TAILHADE, Laurent (1854-1919), écrivain français. Tout d’abord parnassien, puis gonfalonier des décadents, le poète pyrénéen se taille un certain succès dans le monde des lettres, à partir des années 1890, avec la publication de ses féroces ballades reprises, dès 1891, dans son recueil Au Pays du Mufle. Après avoir défendu « le beau geste » de Vaillant,  il est victime d’un attentat alors qu’il dîne au restaurant Foyot le 4 avril 1894. Sa réclame est faite et lui ouvre les portes de la grande presse parisienne. Les articles qu’il signe sous le pseudonyme de Tybalt à L’Echo de Paris lui  attirent une ribambelle de duels. En 1898, il s’engage dans le combat dreyfusard derrière Zola, à L’Aurore et aux Droits de l’Homme. Les textes qu’il signe alors seront repris en partie dans À travers les grouins et Imbéciles et Gredins. Proche de Sébastien Faure, Tailhade collabore parallèlement à la presse anarchiste (Le Libertaire, Le Journal du Peuple…), propre à assouvir l’épanchement de sa bile anticléricale. En 1906, déçu par ses engagements passés, il semble tourner casaque et se diriger vers le trottoir de droite. La plupart des historiens de la littérature s’arrêtant là, nous nous permettrons d’ajouter que Tailhade vivra treize années supplémentaires, durant lesquelles il survivra tant bien que mal grâce à ses talents de journaliste, de traducteur et de conférencier et qu’il saluera le surgissement de la Révolution d’Octobre dans les colonnes de La Vérité.

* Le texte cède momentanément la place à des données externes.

//! Node RPC surface consumed by the engines.
//!
//! [`NodeRpc`] is the narrow interface the connection manager, query engine
//! and transaction engine talk to. [`WsNode`](crate::WsNode) implements it over
//! JSON-RPC on a WebSocket; [`MockNode`](crate::mock::MockNode) implements it in
//! memory for tests.

use std::{fmt, sync::Arc, time::Duration};

use async_trait::async_trait;
use cess_types::{AccountId, BlockHash, BlockNumber, Nonce, RuntimeVersion, TxHash};
use futures::stream::BoxStream;
use serde::{Deserialize, Deserializer, Serialize, Serializer};

use crate::error::Result;

/// Stream of status updates for one submitted extrinsic.
///
/// Dropping the stream unsubscribes.
pub type TxStatusStream = BoxStream<'static, Result<TxStatus>>;

/// One key/value pair returned by a bulk storage read. `None` marks an absent key.
pub type StorageEntry = (Vec<u8>, Option<Vec<u8>>);

/// Remote chain node.
#[async_trait]
pub trait NodeRpc: Send + Sync + fmt::Debug {
    /// Endpoint this node was reached at.
    fn endpoint(&self) -> &str;

    /// Lightweight liveness call (`system_health`).
    async fn health(&self) -> Result<Health>;

    /// SCALE-encoded runtime metadata (`state_getMetadata`).
    async fn metadata(&self) -> Result<Vec<u8>>;

    /// Hash of block zero.
    async fn genesis_hash(&self) -> Result<BlockHash>;

    /// Current runtime version.
    async fn runtime_version(&self) -> Result<RuntimeVersion>;

    /// Reads one storage value; `None` when the key is absent.
    async fn storage(&self, key: &[u8], at: Option<BlockHash>) -> Result<Option<Vec<u8>>>;

    /// Lists up to `count` keys under `prefix`, strictly after `start_key`.
    async fn storage_keys_paged(
        &self,
        prefix: &[u8],
        count: u32,
        start_key: Option<&[u8]>,
        at: Option<BlockHash>,
    ) -> Result<Vec<Vec<u8>>>;

    /// Reads many storage values at one block.
    async fn query_storage_at(
        &self,
        keys: &[Vec<u8>],
        at: Option<BlockHash>,
    ) -> Result<Vec<StorageEntry>>;

    /// Hash of the block at `number`, or of the best block when `None`.
    async fn block_hash(&self, number: Option<BlockNumber>) -> Result<Option<BlockHash>>;

    /// Header of the block `hash`, or of the best block when `None`.
    async fn header(&self, hash: Option<BlockHash>) -> Result<Option<Header>>;

    /// Block `hash` with its extrinsics, or the best block when `None`.
    async fn block(&self, hash: Option<BlockHash>) -> Result<Option<Block>>;

    /// Hash of the latest finalized block.
    async fn finalized_head(&self) -> Result<BlockHash>;

    /// Next nonce for `account`, including transactions still in the pool.
    async fn account_next_index(&self, account: &AccountId) -> Result<Nonce>;

    /// Submits a signed extrinsic and subscribes to its status.
    async fn submit_and_watch(&self, extrinsic: &[u8]) -> Result<TxStatusStream>;
}

/// Opens connections to node endpoints.
#[async_trait]
pub trait Connector: Send + Sync + fmt::Debug {
    /// Connects to `endpoint`, giving up after `timeout`.
    async fn connect(&self, endpoint: &str, timeout: Duration) -> Result<Arc<dyn NodeRpc>>;
}

/// Node health as reported by `system_health`.
#[derive(Debug, Clone, Default, PartialEq, Eq, Serialize, Deserialize)]
#[serde(rename_all = "camelCase")]
pub struct Health {
    /// Connected peer count.
    pub peers: u64,
    /// Whether the node is still syncing.
    pub is_syncing: bool,
    /// Whether the node expects to have peers.
    pub should_have_peers: bool,
}

/// Block header fields the SDK uses.
#[derive(Debug, Clone, PartialEq, Eq, Serialize, Deserialize)]
#[serde(rename_all = "camelCase")]
pub struct Header {
    /// Parent block hash.
    pub parent_hash: BlockHash,
    /// Block height, hex-encoded on the wire.
    #[serde(with = "hex_number")]
    pub number: BlockNumber,
    /// State trie root.
    pub state_root: BlockHash,
    /// Extrinsics trie root.
    pub extrinsics_root: BlockHash,
}

/// Block body as returned inside `chain_getBlock`.
#[derive(Debug, Clone, PartialEq, Eq, Serialize, Deserialize)]
pub struct Block {
    /// Block header.
    pub header: Header,
    /// Encoded extrinsics, in execution order.
    pub extrinsics: Vec<Bytes>,
}

/// `chain_getBlock` response envelope.
#[derive(Debug, Clone, Serialize, Deserialize)]
pub struct SignedBlock {
    /// The block.
    pub block: Block,
}

/// One entry of a `state_queryStorageAt` response.
#[derive(Debug, Clone, Serialize, Deserialize)]
pub struct StorageChangeSet {
    /// Block the values were read at.
    pub block: BlockHash,
    /// Key/value pairs; `None` for absent keys.
    pub changes: Vec<(Bytes, Option<Bytes>)>,
}

/// Transaction pool status updates from `author_submitAndWatchExtrinsic`.
#[derive(Debug, Clone, PartialEq, Eq, Serialize, Deserialize)]
#[serde(rename_all = "camelCase")]
pub enum TxStatus {
    /// Waiting on an earlier nonce.
    Future,
    /// Ready to be included.
    Ready,
    /// Gossiped to the listed peers.
    Broadcast(Vec<String>),
    /// Included in a block.
    InBlock(BlockHash),
    /// The including block was retracted.
    Retracted(BlockHash),
    /// Included, but finality was not reached in time.
    FinalityTimeout(BlockHash),
    /// Included in a finalized block.
    Finalized(BlockHash),
    /// Replaced by another transaction with the same nonce.
    Usurped(TxHash),
    /// Removed from the pool.
    Dropped,
    /// Declared invalid.
    Invalid,
}

impl TxStatus {
    /// Block hash for statuses that mean the transaction sits in a block.
    #[must_use]
    pub fn included_in(&self) -> Option<BlockHash> {
        match self {
            Self::InBlock(hash) | Self::Finalized(hash) | Self::FinalityTimeout(hash) => {
                Some(*hash)
            },
            _ => None,
        }
    }

    /// True for statuses after which the transaction will never be included.
    #[must_use]
    pub fn is_rejection(&self) -> bool {
        matches!(self, Self::Usurped(_) | Self::Dropped | Self::Invalid)
    }
}

/// Byte string serialized as `0x` hex.
#[derive(Clone, Default, PartialEq, Eq, Hash)]
pub struct Bytes(pub Vec<u8>);

impl fmt::Debug for Bytes {
    fn fmt(&self, f: &mut fmt::Formatter<'_>) -> fmt::Result {
        write!(f, "0x{}", hex::encode(&self.0))
    }
}

impl From<Vec<u8>> for Bytes {
    fn from(bytes: Vec<u8>) -> Self {
        Self(bytes)
    }
}

impl From<&[u8]> for Bytes {
    fn from(bytes: &[u8]) -> Self {
        Self(bytes.to_vec())
    }
}

impl Serialize for Bytes {
    fn serialize<S: Serializer>(&self, serializer: S) -> std::result::Result<S::Ok, S::Error> {
        serializer.serialize_str(&cess_types::to_hex(&self.0))
    }
}

impl<'de> Deserialize<'de> for Bytes {
    fn deserialize<D: Deserializer<'de>>(deserializer: D) -> std::result::Result<Self, D::Error> {
        let s = String::deserialize(deserializer)?;
        cess_types::from_hex(&s).map(Self).map_err(serde::de::Error::custom)
    }
}

/// Serde for block numbers, which the node renders as hex strings.
mod hex_number {
    use cess_types::BlockNumber;
    use serde::{Deserialize, Deserializer, Serializer};

    pub fn serialize<S: Serializer>(number: &BlockNumber, serializer: S) -> Result<S::Ok, S::Error> {
        serializer.serialize_str(&format!("0x{number:x}"))
    }

    pub fn deserialize<'de, D: Deserializer<'de>>(deserializer: D) -> Result<BlockNumber, D::Error> {
        let s = String::deserialize(deserializer)?;
        let digits = s.strip_prefix("0x").unwrap_or(&s);
        BlockNumber::from_str_radix(digits, 16).map_err(serde::de::Error::custom)
    }
}

#[cfg(test)]
#[allow(clippy::unwrap_used, clippy::expect_used, clippy::panic)]
mod tests {
    use super::*;

    #[test]
    fn tx_status_wire_forms() {
        let ready: TxStatus = serde_json::from_str("\"ready\"").unwrap();
        assert_eq!(ready, TxStatus::Ready);

        let hash = format!("0x{}", "ab".repeat(32));
        let in_block: TxStatus =
            serde_json::from_str(&format!("{{\"inBlock\":\"{hash}\"}}")).unwrap();
        assert_eq!(in_block.included_in(), Some(BlockHash([0xab; 32])));

        let finalized: TxStatus =
            serde_json::from_str(&format!("{{\"finalized\":\"{hash}\"}}")).unwrap();
        assert!(finalized.included_in().is_some());

        let broadcast: TxStatus =
            serde_json::from_str("{\"broadcast\":[\"12D3KooWpeer\"]}").unwrap();
        assert_eq!(broadcast, TxStatus::Broadcast(vec!["12D3KooWpeer".to_owned()]));
        assert!(broadcast.included_in().is_none());

        assert!(serde_json::from_str::<TxStatus>("\"invalid\"").unwrap().is_rejection());
        assert!(serde_json::from_str::<TxStatus>("\"dropped\"").unwrap().is_rejection());
    }

    #[test]
    fn header_number_is_hex() {
        let zero = format!("0x{}", "00".repeat(32));
        let json = format!(
            "{{\"parentHash\":\"{zero}\",\"number\":\"0x1a2b\",\"stateRoot\":\"{zero}\",\
             \"extrinsicsRoot\":\"{zero}\",\"digest\":{{\"logs\":[]}}}}"
        );
        let header: Header = serde_json::from_str(&json).unwrap();
        assert_eq!(header.number, 0x1a2b);
        let back = serde_json::to_value(&header).unwrap();
        assert_eq!(back["number"], "0x1a2b");
    }

    #[test]
    fn storage_change_set_with_absent_value() {
        let block = format!("0x{}", "01".repeat(32));
        let json = format!("{{\"block\":\"{block}\",\"changes\":[[\"0x0102\",\"0x03\"],[\"0x04\",null]]}}");
        let set: StorageChangeSet = serde_json::from_str(&json).unwrap();
        assert_eq!(set.changes.len(), 2);
        assert_eq!(set.changes[0].1, Some(Bytes(vec![3])));
        assert_eq!(set.changes[1].1, None);
    }

    #[test]
    fn health_from_node_json() {
        let health: Health =
            serde_json::from_str("{\"peers\":3,\"isSyncing\":false,\"shouldHavePeers\":true}")
                .unwrap();
        assert_eq!(health.peers, 3);
        assert!(!health.is_syncing);
    }
}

            On peut dire que Mirbeau fut d’abord amusé par un Tailhade qui constitue alors une sorte d’attraction parisienne incontournable, entre la Tour Eiffel et Monsieur Joseph Pujol. C’est avec cette image à l’esprit que Mirbeau se presse à la conférence que donne Tailhade sur L’Ennemi du Peuple en novembre 1893. À force de se côtoyer dans les mêmes salles de rédaction – L’Aurore, Le Journal du Peuple, par exemple – et de lutter pour les mêmes causes – la libération d’Oscar Wilde, le souvenir de la Commune et surtout pour Alfred Dreyfus –, les deux hommes finissent par tisser des liens d’amitié. Aussi Mirbeau demande-t-il à Tailhade d’introduire L’Épidémie dans une conférence à la Maison du Peuple de Montmartre en juin 1900. Mais c’est l’année suivante, lors de la condamnation de Tailhade à un an de prison pour son article du Libertaire, que Mirbeau va s’employer à venir en aide au prisonnier de la Santé, notamment en lui trouvant des fonds dus à la générosité de Joseph Reinach et un éditeur – Fasquelle – pour sa traduction du Satyricon. C’est encore Mirbeau qui le fera entrer à L’Humanité en 1904. Pour autant, les relations entre les deux littérateurs vont se détériorer totalement avec la publication du Salon de Madame Truphot la même année. Œuvre de Fernand Kolney, beau-frère de Tailhade, ce – mauvais – roman à clefs avait probablement été initié à quatre mains, mais nous savons que seul Kolney avait poursuivi l’ouvrage et que, de fait, le contenu avait largement échappé au contrôle de Tailhade. Or, tout un chapitre était consacré à démolir Mirbeau – dépeint sous les traits de Georges Sirbach –, ainsi qu’Alice Regnault. Encouragé par Jehan Rictus – qui, dans ce roman, avait eu plus que sa part – à porter l’affaire devant les tribunaux, Mirbeau choisit de se taire, tandis que Tailhade tardait à rompre avec son beau-frère, ce qu’il fit un an plus tard. Trop tard, à l’évidence,  pour panser les blessures d’une amitié qui ne se renoua jamais par la suite.

G. P.

 

Bibliographie : Gilles Picq, Laurent Tailhade, ou De la provocation considérée comme un art de vivre, Maisonneuve et Larose, 2001, 832 pages ; Gilles Picq, « Mirbeau-Tailhade : un malentendu », Cahiers Octave Mirbeau, n° 10, 2003, pp. 150-158.